His deep-seated desire for her combined with the darker emotions stirred up by tonight’s phone call had resulted in the perfect storm of emotional combustibility. For once, he was left powerless to fight it.
But goddamn, she took it. Not only took it, he realized with a groan as her muscles clenched tightly around him.
She liked it.
He hammered into her, thrusting so hard he was moving her up the bed with every stroke. She spread her legs wide and braced her hands against the wall behind her. Her hips rocked, meeting his every thrust as his name echoed on her lips.
Suddenly she stiffened against him, every muscle pulling tight. He felt her pulse and clench around his cock and realized, unbelievably, that she was coming again.
His own orgasm exploded through him with the force of a Mack truck. A groan ripped from his chest as he came so hard he felt like every molecule of his body was trying to escape through the tip of his dick.

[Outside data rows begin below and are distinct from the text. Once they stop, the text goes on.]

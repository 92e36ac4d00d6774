//! The day → tasks store.
//!
//! [`TodoStore`] owns the full mapping and its [`Persistence`] backend. Every
//! operation that changes the mapping writes the whole mapping back before
//! returning. Operations naming a day or task that does not exist change
//! nothing and are not errors.

use serde::{Deserialize, Serialize};

use crate::codec::{self, RecoveryPolicy, TodoMap};
use crate::day_key::DayKey;
use crate::error::{DayListError, DayListResult};
use crate::persistence::Persistence;
use crate::task::{Task, TaskId};

/// Whether blank task text is accepted.
#[derive(Debug, Clone, Copy, PartialEq, Eq, Default, Serialize, Deserialize)]
#[serde(rename_all = "kebab-case")]
pub enum TextPolicy {
    #[default]
    Permissive,
    RejectBlank,
}

impl TextPolicy {
    pub fn check(self, text: &str) -> DayListResult<()> {
        match self {
            TextPolicy::RejectBlank if text.trim().is_empty() => Err(DayListError::BlankText),
            _ => Ok(()),
        }
    }
}

#[derive(Debug, Clone, Copy, Default)]
pub struct StoreOptions {
    pub text_policy: TextPolicy,
    pub recovery: RecoveryPolicy,
}

/// Summary of the startup load.
#[derive(Debug, Clone, Default)]
pub struct LoadReport {
    pub days: usize,
    pub tasks: usize,
    /// Stored entries that could not be read and were left out.
    pub dropped: Vec<String>,
}

pub struct TodoStore<P: Persistence> {
    map: TodoMap,
    persistence: P,
    options: StoreOptions,
    report: LoadReport,
    save_error: Option<DayListError>,
}

impl<P: Persistence> TodoStore<P> {
    /// A store with no tasks that has not read from `persistence`.
    pub fn empty(persistence: P, options: StoreOptions) -> Self {
        TodoStore {
            map: TodoMap::new(),
            persistence,
            options,
            report: LoadReport::default(),
            save_error: None,
        }
    }

    /// Read the saved mapping. Missing or unreadable data gives an empty store.
    pub fn load(persistence: P, options: StoreOptions) -> Self {
        let mut store = Self::empty(persistence, options);

        let blob = match store.persistence.read() {
            Ok(blob) => blob,
            Err(e) => {
                tracing::warn!(error = %e, "could not read saved tasks, starting empty");
                store.report.dropped.push(format!("could not read saved tasks: {e}"));
                None
            }
        };

        if let Some(blob) = blob {
            let decoded = codec::deserialize(&blob, options.recovery);
            for reason in &decoded.dropped {
                tracing::warn!(%reason, "dropped saved entry");
            }
            store.map = decoded.map;
            store.report.dropped.extend(decoded.dropped);
        }

        store.report.days = store.days().count();
        store.report.tasks = store.map.values().map(Vec::len).sum();
        tracing::debug!(
            days = store.report.days,
            tasks = store.report.tasks,
            "loaded tasks"
        );

        store
    }

    pub fn load_report(&self) -> &LoadReport {
        &self.report
    }

    pub fn options(&self) -> StoreOptions {
        self.options
    }

    /// Write the full mapping, replacing whatever was saved before.
    pub fn save(&mut self) -> DayListResult<()> {
        let blob = codec::serialize(&self.map)?;
        self.persistence.write(&blob)?;
        tracing::debug!(bytes = blob.len(), "saved tasks");
        Ok(())
    }

    /// Save after a change. A failed write keeps the in-memory change and is
    /// held for [`TodoStore::take_save_error`].
    fn persist(&mut self) {
        match self.save() {
            Ok(()) => self.save_error = None,
            Err(e) => {
                tracing::warn!(error = %e, "could not save tasks");
                self.save_error = Some(e);
            }
        }
    }

    /// The last write failure, if the most recent save did not succeed.
    pub fn take_save_error(&mut self) -> Option<DayListError> {
        self.save_error.take()
    }

    // MUTATIONS:

    /// Put a new pending task at the head of `day`'s list.
    pub fn add_task(&mut self, day: &DayKey, text: impl Into<String>) -> DayListResult<Task> {
        let text = text.into();
        self.options.text_policy.check(&text)?;

        let task = Task::new(text);
        self.map
            .entry(day.clone())
            .or_default()
            .insert(0, task.clone());
        self.persist();

        Ok(task)
    }

    /// Flip the done flag. Returns the updated task.
    pub fn toggle_done(&mut self, day: &DayKey, id: &TaskId) -> Option<Task> {
        let task = self.task_mut(day, id)?;
        task.done = !task.done;
        let task = task.clone();
        self.persist();
        Some(task)
    }

    /// Replace a task's text, keeping its id and done flag. Returns the
    /// updated task.
    pub fn edit_text(
        &mut self,
        day: &DayKey,
        id: &TaskId,
        text: impl Into<String>,
    ) -> DayListResult<Option<Task>> {
        let text = text.into();
        self.options.text_policy.check(&text)?;

        let Some(task) = self.task_mut(day, id) else {
            return Ok(None);
        };
        task.text = text;
        let task = task.clone();
        self.persist();

        Ok(Some(task))
    }

    /// Remove a task. Returns the removed task.
    pub fn delete_task(&mut self, day: &DayKey, id: &TaskId) -> Option<Task> {
        let tasks = self.map.get_mut(day)?;
        let idx = tasks.iter().position(|t| &t.id == id)?;
        let task = tasks.remove(idx);
        self.persist();
        Some(task)
    }

    fn task_mut(&mut self, day: &DayKey, id: &TaskId) -> Option<&mut Task> {
        self.map.get_mut(day)?.iter_mut().find(|t| &t.id == id)
    }

    // READS:

    /// Tasks for `day`, newest first. Empty if the day has none.
    pub fn tasks_for(&self, day: &DayKey) -> &[Task] {
        self.map.get(day).map(Vec::as_slice).unwrap_or_default()
    }

    pub fn task_count(&self, day: &DayKey) -> usize {
        self.tasks_for(day).len()
    }

    pub fn pending_count(&self, day: &DayKey) -> usize {
        self.tasks_for(day).iter().filter(|t| !t.done).count()
    }

    /// Days that have at least one task, oldest first.
    pub fn days(&self) -> impl Iterator<Item = &DayKey> {
        self.map
            .iter()
            .filter(|(_, tasks)| !tasks.is_empty())
            .map(|(day, _)| day)
    }

    /// Locate a task by id on any day.
    pub fn find(&self, id: &TaskId) -> Option<(&DayKey, &Task)> {
        self.map
            .iter()
            .find_map(|(day, tasks)| tasks.iter().find(|t| &t.id == id).map(|t| (day, t)))
    }

    pub fn mapping(&self) -> &TodoMap {
        &self.map
    }

    pub fn persistence(&self) -> &P {
        &self.persistence
    }

    pub fn persistence_mut(&mut self) -> &mut P {
        &mut self.persistence
    }
}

Seconds, possibly hours, later he became aware of the gentle tracing of her fingers down his back, the softness of her body under him as he lay still cradled between her thighs.
He rolled them over so she was on top and felt his cells slowly start to come back together. It shouldn’t have been such a shock, not after last night. But as he lay there, exploring her curves with hands that could be gentle now, he marveled at how different it was with her.